Обыкновенно наброски рассматривались в интимном кружке, и так как тут не щадили сами составители ни себя, ни друзей, то было неудобно сердиться, и Мартынов затаивал свое недовольство. Однако бывали и такие карикатуры, которые не показывались. Это более всего бесило Мартынова. Однажды он вошел к себе, когда Лермонтов с Глебовым с хохотом что-то рассматривали или чертили в альбоме. На требование вошедшего показать, в чем дело, Лермонтов захлопнул альбом, а когда Мартынов, настаивая, хотел его выхватить, то Глебов здоровой рукой отстранил его, а Михаил Юрьевич, вырвав листок и спрятав его в карман, выбежал. Мартынов чуть не поссорился с Глебовым, который тщетно уверял его, что карикатура совсем к нему не относилась.
В душе Лермонтов не был зол, он просто шалил и ради острого слова не щадил ни себя ни других; но если замечал, что заходит слишком далеко, и предмет его нападок оскорблялся, он первый спешил его успокоить и всеми средствами старался изгладить произведенное им дурное впечатление, нарушавшее общее мирное настроение.
Однажды он неосторожным прозвищем обидел жену одного из местных служащих. Дама не на шутку огорчилась. Лермонтову стало жаль ее, и он употребил все усилия получить прощение ее. Бегал к ней, извинялся перед мужем, так что обиженная чета не только его простила, но почувствовала к Михаилу Юрьевичу самую сильную любовь и приязнь.

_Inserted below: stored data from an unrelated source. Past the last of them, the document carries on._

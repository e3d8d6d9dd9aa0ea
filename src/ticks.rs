//! Tick ↔ wall-clock conversion.
//!
//! The overlay stores time as a count of 100 ns ticks since
//! `0001-01-01T00:00:00` on the proleptic Gregorian calendar (UTC). The
//! rest of the crate works in milliseconds since the Unix epoch, kept as
//! `f64` so the microsecond part survives.
//!
//! Calendar arithmetic is delegated to [`chrono`]. The one number fixed
//! here is the tick count of the Unix epoch.
//!
//! # Example
//!
//! ```
//! use framestamp::ticks::{epoch_ms_to_ticks, ticks_to_epoch_ms};
//!
//! let ticks = epoch_ms_to_ticks(1_700_000_000_123.456).unwrap();
//! assert_eq!(ticks_to_epoch_ms(ticks), 1_700_000_000_123.456);
//! ```

use chrono::{DateTime, FixedOffset, Utc};

/// Ticks per microsecond.
pub const TICKS_PER_MICROSECOND: u64 = 10;

/// Tick count of `1970-01-01T00:00:00Z`.
pub const UNIX_EPOCH_TICKS: u64 = 621_355_968_000_000_000;

const UNIX_EPOCH_MICROS: i64 = (UNIX_EPOCH_TICKS / TICKS_PER_MICROSECOND) as i64;

/// Whole microseconds between the Unix epoch and `ticks`.
fn micros_since_unix(ticks: u64) -> i64 {
    (ticks / TICKS_PER_MICROSECOND) as i64 - UNIX_EPOCH_MICROS
}

/// Convert a tick count to milliseconds since the Unix epoch.
///
/// Sub-microsecond ticks are truncated; the fractional milliseconds are
/// kept. Instants before 1970 give negative values.
pub fn ticks_to_epoch_ms(ticks: u64) -> f64 {
    micros_since_unix(ticks) as f64 / 1000.0
}

/// Convert a tick count to an absolute UTC instant.
///
/// Returns `None` if the instant lies beyond chrono's representable range.
pub fn ticks_to_datetime(ticks: u64) -> Option<DateTime<Utc>> {
    DateTime::<Utc>::from_timestamp_micros(micros_since_unix(ticks))
}

/// Convert milliseconds since the Unix epoch back to a tick count.
///
/// The value is rounded to the nearest microsecond. Returns `None` for
/// instants before the tick epoch.
pub fn epoch_ms_to_ticks(epoch_ms: f64) -> Option<u64> {
    if !epoch_ms.is_finite() {
        return None;
    }
    let micros = (epoch_ms * 1000.0).round() as i64;
    let since_tick_epoch = micros.checked_add(UNIX_EPOCH_MICROS)?;
    u64::try_from(since_tick_epoch)
        .ok()?
        .checked_mul(TICKS_PER_MICROSECOND)
}

/// Format an epoch-millisecond value as `HH:MM:SS.mmm` local time.
///
/// `tz_offset_minutes` is the offset east of UTC. Returns `"InvalidLocal"`
/// when the value or offset cannot be represented.
pub fn format_local(epoch_ms: f64, tz_offset_minutes: i32) -> String {
    let Some(offset) = tz_offset_minutes
        .checked_mul(60)
        .and_then(FixedOffset::east_opt)
    else {
        return "InvalidLocal".to_string();
    };
    if !epoch_ms.is_finite() {
        return "InvalidLocal".to_string();
    }
    let micros = (epoch_ms * 1000.0).floor() as i64;
    match DateTime::<Utc>::from_timestamp_micros(micros) {
        Some(instant) => instant
            .with_timezone(&offset)
            .format("%H:%M:%S%.3f")
            .to_string(),
        None => "InvalidLocal".to_string(),
    }
}
//! # framestamp
//!
//! Recover per-frame capture timestamps from videos carrying an optical
//! timecode overlay, and audit them against the recorder's metadata.
//!
//! Each frame of a stamped video carries a 128×3 pixel strip encoding a
//! 64-bit tick count (100 ns units since 0001-01-01). `framestamp` decodes
//! that strip with a per-frame adaptive threshold, converts the ticks to
//! epoch milliseconds, and checks the resulting sequence: dropped or
//! undecodable frames, stalls and backwards jumps, and boundary offsets
//! against the declared start and stop. Video decoding is powered by FFmpeg
//! via the [`ffmpeg-next`](https://crates.io/crates/ffmpeg-next) crate.
//!
//! ## Quick Start
//!
//! ### Analyse a capture
//!
//! ```no_run
//! use framestamp::{AnalysisOptions, VideoPair, analyze_video};
//!
//! let pair = VideoPair::from_base("captures/run_01");
//! let analysis = analyze_video(&pair, &AnalysisOptions::new())?;
//! println!(
//!     "{} valid of {} frames, {} outliers",
//!     analysis.result.valid_frames(),
//!     analysis.result.total_frames,
//!     analysis.result.outliers.len()
//! );
//! # Ok::<(), framestamp::FramestampError>(())
//! ```
//!
//! ### Decode a single frame
//!
//! ```no_run
//! use framestamp::{OverlayDecoder, OverlayOrigin};
//!
//! let frame = image::open("frame.png")?.to_rgb8();
//! match OverlayDecoder::new(OverlayOrigin::new(0, 0)).decode(&frame) {
//!     Ok(decoded) => println!("ticks = {}", decoded.ticks),
//!     Err(failure) => println!("no timestamp: {}", failure.kind),
//! }
//! # Ok::<(), image::ImageError>(())
//! ```
//!
//! ### Drive the stages yourself
//!
//! ```no_run
//! use framestamp::{
//!     AnalysisOptions, CaptureMetadata, FrameStreamProcessor, LagReport, VideoSource, analyze,
//! };
//!
//! let metadata = CaptureMetadata::load("run_01.json")?;
//! let mut source = VideoSource::open("run_01.mp4")?;
//! let stream = FrameStreamProcessor::new(&AnalysisOptions::new()).process(source.frames()?)?;
//! let result = analyze(stream, &metadata);
//! print!("{}", LagReport::new(&result).render());
//! # Ok::<(), framestamp::FramestampError>(())
//! ```
//!
//! ## Features
//!
//! - **Adaptive overlay decoding**: the threshold sits in the largest gap of
//!   each frame's own samples, so exposure and compression shifts are
//!   tolerated; inseparable frames are rejected, not guessed
//! - **Miss tracking**: every undecodable frame is recorded together with
//!   the last frame that did decode
//! - **Timing audit**: start/stop offsets, outliers at twice the declared
//!   frame interval, observed frame rate
//! - **Reports**: `<base>_lag.log`, a delta bar chart, a delta histogram and
//!   a PNG of every missed overlay
//! - **Progress**: callbacks while long captures decode
//!
//! ### Optional Features
//!
//! | Feature | Description |
//! |---------|-------------|
//! | `rayon` | `analyze_batch_parallel()` analyses independent videos on the rayon pool |
//! | `full` | Enables all of the above |
//!
//! ## Requirements
//!
//! FFmpeg development libraries must be installed on your system. Chart
//! labels need fontconfig and at least one sans-serif font at runtime.

pub mod analysis;
pub mod chart;
pub mod configuration;
pub mod diagnostics;
pub mod error;
pub mod ffmpeg;
pub mod metadata;
pub mod overlay;
pub mod pipeline;
pub mod processor;
pub mod progress;
pub mod report;
pub mod source;
pub mod ticks;

pub use analysis::{AnalysisResult, MetadataComparison, OutlierEvent, OutlierKind, analyze};
pub use chart::{
    auto_bin_edges, chart_title, render_duration_plot, render_histogram, write_charts,
};
pub use configuration::{AnalysisOptions, OutputOptions};
pub use diagnostics::{DiagnosticSink, PngMissWriter};
pub use error::FramestampError;
pub use ffmpeg::{FfmpegLogLevel, set_ffmpeg_log_level};
pub use metadata::{CaptureMetadata, VideoMetadata};
pub use overlay::{
    DecodeFailure, DecodeFailureKind, DecodedOverlay, OverlayDecoder, OverlayOrigin,
    render_overlay, stamp_overlay,
};
#[cfg(feature = "rayon")]
pub use pipeline::analyze_batch_parallel;
pub use pipeline::{
    BatchEntry, VideoAnalysis, VideoPair, analyze_batch, analyze_video, find_pairs_in_directory,
};
pub use processor::{
    Anchor, CapturedFrame, DecodedStream, FrameOutcome, FrameRecord, FrameStreamProcessor,
    MissEvent, step,
};
pub use progress::{ProgressCallback, ProgressInfo};
pub use report::LagReport;
pub use source::{VideoFrames, VideoSource};
//! Error types for the `framestamp` crate.
//!
//! [`FramestampError`] covers the whole-video conditions that abort the
//! analysis of one video: an unreadable source or metadata file, a stream
//! without a single decodable overlay, and the usual I/O and image failures.
//! Per-frame overlay failures are not errors at this level; they are
//! [`DecodeFailure`](crate::DecodeFailure) values that the stream processor
//! turns into miss events.

use std::{io::Error as IoError, path::PathBuf};

use ffmpeg_next::Error as FfmpegError;
use image::ImageError;
use thiserror::Error;

/// The unified error type for all fallible `framestamp` operations.
#[derive(Debug, Error)]
#[non_exhaustive]
pub enum FramestampError {
    /// The video could not be opened or its first frame could not be read.
    #[error("Cannot read video source {path}: {reason}")]
    SourceUnreadable {
        /// Path of the video that failed.
        path: PathBuf,
        /// Underlying reason.
        reason: String,
    },

    /// The file does not contain a video stream.
    #[error("No video stream found in file")]
    NoVideoStream,

    /// A video frame could not be decoded or converted to RGB.
    #[error("Failed to decode video frame: {0}")]
    VideoDecodeError(String),

    /// The capture metadata file could not be read at all.
    ///
    /// Malformed *content* is not an error: it yields a
    /// [`CaptureMetadata`](crate::CaptureMetadata) with `valid == false`.
    #[error("Cannot read capture metadata {path}: {reason}")]
    MetadataUnreadable {
        /// Path of the metadata file.
        path: PathBuf,
        /// Underlying reason.
        reason: String,
    },

    /// Not a single frame of the stream carried a decodable overlay.
    #[error("No valid frame timestamps decoded ({frames_read} frames read)")]
    EmptyResult {
        /// Number of frames consumed from the source.
        frames_read: u64,
    },

    /// An error originating from the FFmpeg libraries.
    #[error("FFmpeg error: {0}")]
    FfmpegError(String),

    /// An I/O error occurred while reading or writing files.
    #[error("I/O error: {0}")]
    IoError(#[from] IoError),

    /// A chart could not be drawn, typically because no font could be loaded
    /// for its labels.
    #[error("Chart rendering error: {0}")]
    ChartError(String),

    /// An error from the `image` crate while writing diagnostics or charts.
    #[error("Image processing error: {0}")]
    ImageError(#[from] ImageError),
}

impl From<FfmpegError> for FramestampError {
    fn from(error: FfmpegError) -> Self {
        FramestampError::FfmpegError(error.to_string())
    }
}
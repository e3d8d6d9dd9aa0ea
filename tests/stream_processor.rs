//! Frame stream processor tests.
//!
//! Streams are built from synthetic frames: `stamped(k)` carries an overlay,
//! `blank()` is uniformly black and never decodes.

use std::sync::{Arc, Mutex};

use framestamp::{
    AnalysisOptions, Anchor, DecodeFailure, DiagnosticSink, FrameOutcome, FrameStreamProcessor,
    FramestampError, OverlayDecoder, OverlayOrigin, ProgressCallback, ProgressInfo, stamp_overlay,
    step, ticks::ticks_to_epoch_ms,
};
use image::RgbImage;

/// 2024-01-01T00:00:00Z.
const BASE_TICKS: u64 = 638_396_640_000_000_000;
/// 33.3333 ms.
const FRAME_TICKS: u64 = 333_333;

fn ticks_for(k: u64) -> u64 {
    BASE_TICKS + k * FRAME_TICKS
}

fn stamped(k: u64) -> RgbImage {
    let mut frame = RgbImage::new(160, 16);
    stamp_overlay(&mut frame, OverlayOrigin::default(), ticks_for(k)).expect("Overlay fits");
    frame
}

fn blank() -> RgbImage {
    RgbImage::new(160, 16)
}

/// Frames 0–2 and 4–6 fail, 3 and 7 decode.
fn anchoring_stream() -> Vec<Result<RgbImage, FramestampError>> {
    (0..8)
        .map(|k| Ok(if k == 3 || k == 7 { stamped(k) } else { blank() }))
        .collect()
}

// ── anchoring ──────────────────────────────────────────────────────

#[test]
fn misses_report_the_last_valid_frame() {
    let stream = FrameStreamProcessor::new(&AnalysisOptions::new())
        .process(anchoring_stream())
        .expect("Two frames decode");

    assert_eq!(stream.frames_read, 8);
    let indices: Vec<u64> = stream.records.iter().map(|record| record.index).collect();
    assert_eq!(indices, vec![3, 7]);
    assert_eq!(stream.records[0].epoch_ms, ticks_to_epoch_ms(ticks_for(3)));

    let failed: Vec<u64> = stream.misses.iter().map(|miss| miss.failed_index).collect();
    assert_eq!(failed, vec![0, 1, 2, 4, 5, 6]);

    for miss in &stream.misses[..3] {
        assert_eq!(miss.last_valid_index, None);
        assert_eq!(miss.last_valid_epoch_ms, None);
    }
    for miss in &stream.misses[3..] {
        assert_eq!(miss.last_valid_index, Some(3));
        assert_eq!(miss.last_valid_epoch_ms, Some(ticks_to_epoch_ms(ticks_for(3))));
    }
}

#[test]
fn step_keeps_anchor_on_miss() {
    let decoder = OverlayDecoder::new(OverlayOrigin::default());

    let (anchor, outcome) = step(Anchor::NoAnchor, 0, &decoder, &stamped(0));
    assert!(matches!(outcome, FrameOutcome::Valid { .. }));
    assert_eq!(anchor.index(), Some(0));

    let (after_miss, outcome) = step(anchor, 1, &decoder, &blank());
    assert_eq!(after_miss, anchor);
    match outcome {
        FrameOutcome::Missed { event, failure } => {
            assert_eq!(event.last_valid_index, Some(0));
            assert_eq!(event.failed_index, 1);
            assert_eq!(event.failure, failure.kind);
        }
        FrameOutcome::Valid { .. } => panic!("Blank frame must not decode"),
    }
}

#[test]
fn push_frame_tracks_anchor_incrementally() {
    let options = AnalysisOptions::new();
    let mut processor = FrameStreamProcessor::new(&options);
    assert_eq!(processor.anchor(), Anchor::NoAnchor);

    processor.push_frame(stamped(0));
    processor.push_frame(blank());
    assert_eq!(processor.anchor().index(), Some(0));
    processor.push_frame(stamped(2));
    assert_eq!(processor.anchor().index(), Some(2));
    assert_eq!(processor.frames_read(), 3);

    let stream = processor.finish().expect("Two frames decode");
    assert_eq!(stream.records.len(), 2);
    assert_eq!(stream.misses.len(), 1);
}

#[test]
fn decoded_timestamps_are_in_frame_order() {
    let frames = (0..20).map(|k| Ok(stamped(k)));
    let stream = FrameStreamProcessor::new(&AnalysisOptions::new())
        .process(frames)
        .expect("All frames decode");
    assert_eq!(stream.records.len(), 20);
    assert!(stream.misses.is_empty());
    assert!(
        stream
            .records
            .windows(2)
            .all(|pair| pair[1].epoch_ms > pair[0].epoch_ms)
    );
}

// ── termination ────────────────────────────────────────────────────

#[test]
fn all_misses_is_an_empty_result() {
    let frames = (0..5).map(|_| Ok(blank()));
    let error = FrameStreamProcessor::new(&AnalysisOptions::new())
        .process(frames)
        .expect_err("Nothing decodes");
    assert!(matches!(error, FramestampError::EmptyResult { frames_read: 5 }));
}

#[test]
fn empty_source_is_unreadable() {
    let error = FrameStreamProcessor::new(&AnalysisOptions::new())
        .with_source("captures/run_01.mp4")
        .process(std::iter::empty())
        .expect_err("No frames");
    match error {
        FramestampError::SourceUnreadable { path, reason } => {
            assert_eq!(path.to_str(), Some("captures/run_01.mp4"));
            assert!(reason.contains("no frames"), "{reason}");
        }
        other => panic!("Expected SourceUnreadable, got: {other}"),
    }
}

#[test]
fn failure_before_first_frame_is_unreadable() {
    let frames = vec![Err(FramestampError::VideoDecodeError("corrupt header".into()))];
    let error = FrameStreamProcessor::new(&AnalysisOptions::new())
        .process(frames)
        .expect_err("Frame 0 cannot be read");
    match error {
        FramestampError::SourceUnreadable { reason, .. } => {
            assert!(reason.contains("frame 0"), "{reason}");
            assert!(reason.contains("corrupt header"), "{reason}");
        }
        other => panic!("Expected SourceUnreadable, got: {other}"),
    }
}

#[test]
fn failure_mid_stream_aborts_the_video() {
    let frames = vec![
        Ok(stamped(0)),
        Ok(stamped(1)),
        Err(FramestampError::VideoDecodeError("truncated packet".into())),
        Ok(stamped(3)),
    ];
    let error = FrameStreamProcessor::new(&AnalysisOptions::new())
        .process(frames)
        .expect_err("Source failed");
    assert!(matches!(error, FramestampError::VideoDecodeError(_)));
}

// ── capture & diagnostics ──────────────────────────────────────────

#[test]
fn captures_first_valid_frames_only() {
    let options = AnalysisOptions::new().with_capture_first_valid(2);
    let stream = FrameStreamProcessor::new(&options)
        .process(anchoring_stream().into_iter().chain((8..12).map(|k| Ok(stamped(k)))))
        .expect("Frames decode");

    assert_eq!(stream.captured.len(), 2);
    assert_eq!(stream.captured[0].index, 3);
    assert_eq!(stream.captured[1].index, 7);
    assert_eq!(stream.captured[1].ticks, ticks_for(7));
    assert_eq!(stream.captured[1].bits, format!("{:064b}", ticks_for(7)));
    assert_eq!(stream.captured[0].image.dimensions(), (160, 16));
}

#[test]
fn no_capture_by_default() {
    let stream = FrameStreamProcessor::new(&AnalysisOptions::new())
        .process(anchoring_stream())
        .expect("Frames decode");
    assert!(stream.captured.is_empty());
}

#[derive(Default)]
struct RecordingSink {
    indices: Vec<u64>,
    fail: bool,
}

impl DiagnosticSink for RecordingSink {
    fn record_miss(
        &mut self,
        frame_index: u64,
        failure: &DecodeFailure,
    ) -> Result<(), FramestampError> {
        assert!(failure.region.is_some());
        self.indices.push(frame_index);
        if self.fail {
            return Err(FramestampError::VideoDecodeError("disk full".into()));
        }
        Ok(())
    }
}

#[test]
fn sink_receives_every_miss() {
    let mut sink = RecordingSink::default();
    let stream = FrameStreamProcessor::new(&AnalysisOptions::new())
        .with_diagnostic_sink(&mut sink)
        .process(anchoring_stream())
        .expect("Frames decode");
    assert_eq!(stream.misses.len(), 6);
    assert_eq!(sink.indices, vec![0, 1, 2, 4, 5, 6]);
}

#[test]
fn sink_errors_do_not_abort() {
    let mut sink = RecordingSink {
        fail: true,
        ..RecordingSink::default()
    };
    let stream = FrameStreamProcessor::new(&AnalysisOptions::new())
        .with_diagnostic_sink(&mut sink)
        .process(anchoring_stream())
        .expect("Sink failures are ignored");
    assert_eq!(stream.records.len(), 2);
    assert_eq!(sink.indices.len(), 6);
}

// ── progress ───────────────────────────────────────────────────────

struct RecordingProgress {
    infos: Mutex<Vec<ProgressInfo>>,
}

impl ProgressCallback for RecordingProgress {
    fn on_progress(&self, info: &ProgressInfo) {
        self.infos.lock().expect("Lock poisoned").push(info.clone());
    }
}

#[test]
fn progress_fires_per_batch_and_at_the_end() {
    let recorder = Arc::new(RecordingProgress {
        infos: Mutex::new(Vec::new()),
    });
    let options = AnalysisOptions::new()
        .with_progress(recorder.clone())
        .with_batch_size(3);

    FrameStreamProcessor::new(&options)
        .with_expected_frames(Some(16))
        .process(anchoring_stream())
        .expect("Frames decode");

    let infos = recorder.infos.lock().expect("Lock poisoned");
    let reads: Vec<u64> = infos.iter().map(|info| info.frames_read).collect();
    assert_eq!(reads, vec![3, 6, 8]);

    let last = infos.last().expect("Final report");
    assert_eq!(last.valid, 2);
    assert_eq!(last.misses, 6);
    assert_eq!(last.total, Some(16));
    assert_eq!(last.percentage, Some(50.0));
}
//! Query lexer (tokenizer).
//!
//! Converts a syntax-mode query string into a stream of tokens for the parser.

use std::{iter::Peekable, str::Chars};

use crate::error::LexError;

/// A token in the query language.
#[derive(Debug, Clone, PartialEq, Eq)]
pub enum Token {
    /// A bare word (search term).
    Term(String),

    /// A quoted phrase (the quotes are stripped, content preserved).
    Phrase(String),

    /// The AND keyword.
    And,

    /// The OR keyword.
    Or,

    /// The NOT keyword or a leading `-`.
    Not,

    /// Left parenthesis.
    LParen,

    /// Right parenthesis.
    RParen,

    /// Field prefix (e.g., "ocr:" produces FieldPrefix("ocr")).
    FieldPrefix(String),
}

/// Tokenizes a query string.
struct Lexer<'a> {
    /// The original input string.
    input: &'a str,
    /// Character iterator with one-character lookahead.
    chars: Peekable<Chars<'a>>,
    /// Current byte position in input.
    position: usize,
}

impl<'a> Lexer<'a> {
    /// Creates a new lexer for the given input.
    fn new(input: &'a str) -> Self {
        Self {
            input,
            chars: input.chars().peekable(),
            position: 0,
        }
    }

    /// Creates an error at a specific position.
    fn error_at(&self, message: impl Into<String>, position: usize) -> LexError {
        LexError::new(message, position, self.input)
    }

    /// Tokenizes the entire input, returning all tokens or an error.
    fn tokenize(mut self) -> Result<Vec<Token>, LexError> {
        let mut tokens = Vec::new();

        while let Some(token) = self.next_token()? {
            tokens.push(token);
        }

        Ok(tokens)
    }

    /// Returns the next token, or None if at end of input.
    fn next_token(&mut self) -> Result<Option<Token>, LexError> {
        self.skip_whitespace();

        let Some(&ch) = self.chars.peek() else {
            return Ok(None);
        };

        match ch {
            '"' => self.read_phrase(),
            '(' => {
                self.advance();
                Ok(Some(Token::LParen))
            }
            ')' => {
                self.advance();
                Ok(Some(Token::RParen))
            }
            '-' => {
                self.advance();
                // A dangling dash negates nothing; keep it as a term that segments to nothing
                match self.chars.peek() {
                    Some(next) if !next.is_whitespace() => Ok(Some(Token::Not)),
                    _ => Ok(Some(Token::Term("-".into()))),
                }
            }
            _ => self.read_term_or_keyword(),
        }
    }

    /// Reads a quoted phrase.
    fn read_phrase(&mut self) -> Result<Option<Token>, LexError> {
        let start_pos = self.position;
        self.advance(); // consume opening quote

        let mut content = String::new();

        loop {
            match self.chars.peek() {
                Some(&'"') => {
                    self.advance(); // consume closing quote
                    return Ok(Some(Token::Phrase(content)));
                }
                Some(&ch) => {
                    content.push(ch);
                    self.advance();
                }
                None => {
                    return Err(self.error_at("unclosed quote", start_pos));
                }
            }
        }
    }

    /// Reads a term, keyword (AND/OR/NOT), or field prefix.
    fn read_term_or_keyword(&mut self) -> Result<Option<Token>, LexError> {
        let mut word = String::new();

        while let Some(&ch) = self.chars.peek() {
            if ch.is_whitespace() || ch == '(' || ch == ')' || ch == '"' {
                break;
            }

            // A word ending in a colon qualifies the next expression
            if ch == ':' {
                self.advance();
                if word.is_empty() {
                    continue;
                }
                if self.chars.peek().is_none_or(|next| next.is_whitespace()) {
                    // "note: something" reads as prose, not a qualifier
                    word.push(':');
                    break;
                }
                return Ok(Some(Token::FieldPrefix(word)));
            }

            word.push(ch);
            self.advance();
        }

        if word.is_empty() {
            // Stray colons only; move on to whatever follows
            return self.next_token();
        }

        let token = match word.as_str() {
            "AND" => Token::And,
            "OR" => Token::Or,
            "NOT" => Token::Not,
            _ => Token::Term(word),
        };
        Ok(Some(token))
    }

    /// Skips whitespace characters.
    fn skip_whitespace(&mut self) {
        while let Some(&ch) = self.chars.peek() {
            if ch.is_whitespace() {
                self.advance();
            } else {
                break;
            }
        }
    }

    /// Advances to the next character.
    fn advance(&mut self) {
        if let Some(ch) = self.chars.next() {
            self.position += ch.len_utf8();
        }
    }
}

/// Convenience function to tokenize a query string.
pub fn tokenize(input: &str) -> Result<Vec<Token>, LexError> {
    Lexer::new(input).tokenize()
}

Лермонтов был шалун в полном ребяческом смысле слова, и день его разделялся на две половины, между серьезными занятиями и чтением и такими шалостями, какие могут прийти в голову разве только 15-летнему мальчику, например, когда к обеду подавали блюдо, то он с громким смехом бросался на него, вонзал свою вилку в лучшие куски, опустошал все кушанье и часто оставлял всех нас без обеда. В Пятигорск являлся помещик с тетрадкой стихов. Он всем надоедал ими и добивался, чтобы его выслушал и Лермонтов; тот под разными предлогами увиливал, но, узнав, что помещик привез с собой небольшой боченочек свежепросоленных огурцов, редкость на Кавказе и до которых Михаил Юрьевич был большой охотник, последний вызвался прийти на квартиру к стихотворцу с условием, чтобы он угостил его огурцами. Помещик пришел в восторг, приготовил тетрадь стихов и угощение, среди которого на первом месте стоял боченочек с огурчиками. Началось чтение. Пока автор все более увлекался декламацией своих виршей, Лермонтов принялся за огурцы и, в ответ на вопросительные междометия и восклицания чтеца, только выражал свое одобрение. Чтение подходило к концу; Лермонтов, успев съесть часть огурчиков, другой набил себе карманы и стал прощаться. Тут только объяснилось, что похвалы Михаила Юрьевича относились к огурцам, а не к стихам. Помещик пришел в негодование и всюду рассказывал о бесстыдстве Лермонтова, съевшего все огурцы, припасенные для подарка кому-то. «И как только он успел съесть их все?!» – говорил недоумевавший пиит.